My lil sister has an Ibook G4 running Mac OS X. She put a password on the laptop, the problem is, she cant remember since she used caps, lowerscaps letters and numbers. We have tried everything but is not working. Is there any way to bypass the password so she can use the laptop?
Any help will be apreaciated


----------



## zoombini (Aug 18, 2003)

If it is the root password she has lost then u may have to fiddle around with the Unix core of OS X.

1) Click restart at log in window
2) While Mac is restarting, hold down command-S until u see text scrolling through the window. This boots the computer into single-user mode.
3) At the localhost% prompt type:

/sbin/mount -uw /
/sbin/SystemStarter

U will then see various services starting up

4) When the Localhost% prompt re-appears, type:

passwd root

It will then ask u to type the new password twice.

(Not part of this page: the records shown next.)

//! User credential storage.

use std::time::Duration;

use anyhow::Result;
use async_trait::async_trait;
use rand::Rng;
use serde::{Deserialize, Serialize};
use thiserror::Error;
use tracing::debug;

use crate::db::Db;
use crate::db::schema::{UserCreate, UserRow};

/// A registered user as seen by the authentication core.
#[derive(Debug, Clone, PartialEq, Eq, Serialize, Deserialize)]
pub struct UserRecord {
    /// Numeric id, unique across the store
    pub id: i64,
    /// Login identifier
    pub email: String,
    /// Argon2 PHC string; never serialized to clients
    #[serde(skip_serializing, default)]
    pub password_hash: String,
}

impl From<UserRow> for UserRecord {
    fn from(row: UserRow) -> Self {
        Self {
            id: row.user_id,
            email: row.email,
            password_hash: row.password_hash,
        }
    }
}

/// Returned (via `anyhow`) when `create` hits an email that is already taken.
#[derive(Debug, Error)]
#[error("email is already registered")]
pub struct DuplicateEmail;

/// Persistence interface the authentication core depends on.
#[async_trait]
pub trait CredentialStore: Send + Sync {
    /// Look up a user by login email.
    async fn find_by_email(&self, email: &str) -> Result<Option<UserRecord>>;

    /// Persist a new user. Fails with [`DuplicateEmail`] if the email exists.
    async fn create(&self, email: &str, password_hash: &str) -> Result<UserRecord>;
}

#[derive(Debug, Deserialize)]
struct CountRow {
    count: i64,
}

/// Allocates the next numeric id and creates the row in one statement, so
/// the id read and the insert share a transaction.
const INSERT_USER: &str = r#"
    CREATE user CONTENT {
        user_id: (math::max((SELECT VALUE user_id FROM user)) ?? 0) + 1,
        email: $email,
        password_hash: $password_hash
    }
"#;

/// Attempts before a conflicting insert is reported as a store error.
const MAX_INSERT_ATTEMPTS: u32 = 32;

/// Concurrent inserts that read the same `max(user_id)` either fail to commit
/// or trip the `user_user_id` index. Both are safe to retry.
fn is_id_conflict(err: &surrealdb::Error) -> bool {
    let msg = err.to_string();
    msg.contains("user_user_id") || msg.contains("conflict")
}

/// SurrealDB-backed credential store.
#[derive(Clone)]
pub struct UserStore {
    db: Db,
}

impl UserStore {
    /// Create a new user store.
    pub fn new(db: Db) -> Self {
        Self { db }
    }

    /// Get a user by numeric id.
    pub async fn find_by_id(&self, user_id: i64) -> Result<Option<UserRecord>> {
        let query = "SELECT * FROM user WHERE user_id = $user_id LIMIT 1";

        let mut res = self.db
            .query(query)
            .bind(("user_id", user_id))
            .await?;

        let users: Vec<UserRow> = res.take(0)?;
        Ok(users.into_iter().next().map(UserRecord::from))
    }

    /// Number of registered users.
    pub async fn count(&self) -> Result<i64> {
        let mut res = self.db
            .query("SELECT count() FROM user GROUP ALL")
            .await?;

        let rows: Vec<CountRow> = res.take(0)?;
        Ok(rows.first().map(|r| r.count).unwrap_or(0))
    }

    async fn try_insert(&self, create: &UserCreate) -> surrealdb::Result<Vec<UserRow>> {
        let mut res = self.db
            .query(INSERT_USER)
            .bind(("email", create.email.clone()))
            .bind(("password_hash", create.password_hash.clone()))
            .await?;

        res.take(0)
    }

    async fn insert(&self, create: UserCreate) -> Result<UserRecord> {
        let mut attempt = 1;
        let users = loop {
            match self.try_insert(&create).await {
                Ok(users) => break users,
                // Unique index on `email` raced with another registration
                Err(e) if e.to_string().contains("user_email") => {
                    return Err(DuplicateEmail.into());
                }
                Err(e) if is_id_conflict(&e) && attempt < MAX_INSERT_ATTEMPTS => {
                    debug!("User id allocation conflicted on attempt {}: {}", attempt, e);
                    let jitter = rand::thread_rng().gen_range(0..5);
                    tokio::time::sleep(Duration::from_millis(u64::from(attempt) + jitter)).await;
                    attempt += 1;
                }
                Err(e) => return Err(e.into()),
            }
        };

        users.into_iter().next()
            .map(UserRecord::from)
            .ok_or_else(|| anyhow::anyhow!("Failed to create user"))
    }
}

#[async_trait]
impl CredentialStore for UserStore {
    async fn find_by_email(&self, email: &str) -> Result<Option<UserRecord>> {
        let email = email.to_string();
        let query = "SELECT * FROM user WHERE email = $email LIMIT 1";

        let mut res = self.db
            .query(query)
            .bind(("email", email))
            .await?;

        let users: Vec<UserRow> = res.take(0)?;
        Ok(users.into_iter().next().map(UserRecord::from))
    }

    async fn create(&self, email: &str, password_hash: &str) -> Result<UserRecord> {
        if self.find_by_email(email).await?.is_some() {
            return Err(DuplicateEmail.into());
        }

        let create = UserCreate {
            email: email.to_string(),
            password_hash: password_hash.to_string(),
        };

        self.insert(create).await
    }
}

5) After entering new password type

reboot

Hope this helps..


----------



## Butcherboy (Jul 15, 2004)

zoombini said:


> If it is the root password she has lost then u may have to fiddle around with the Unix core of OS X.
> 
> 1) Click restart at log in window
> 2) While Mac is restarting, hold down command-S until u see text scrolling through the window. This boots the computer into single-user mode.
> ...


I have follow your instructions but this command appears to be invalid: /sbin/mount -uw /

I can see all the program initiated when i type this command: /sbin/SystemStarter
after that a " Startup Complete" message appears.
I hit return and the localhost:/ root# command appears and i typed passwd root, waited a few second and the same localhost:/ root# command reappears again...  It doesnt ask me to type a new password.....


----------



## zoombini (Aug 18, 2003)

I take uve rebooted and the password is still prompted. Sounds like u had re-set it but couldnt type a new one.

Best bet now is to search the web on another machine for bypassing/resetting root password on osx.


----------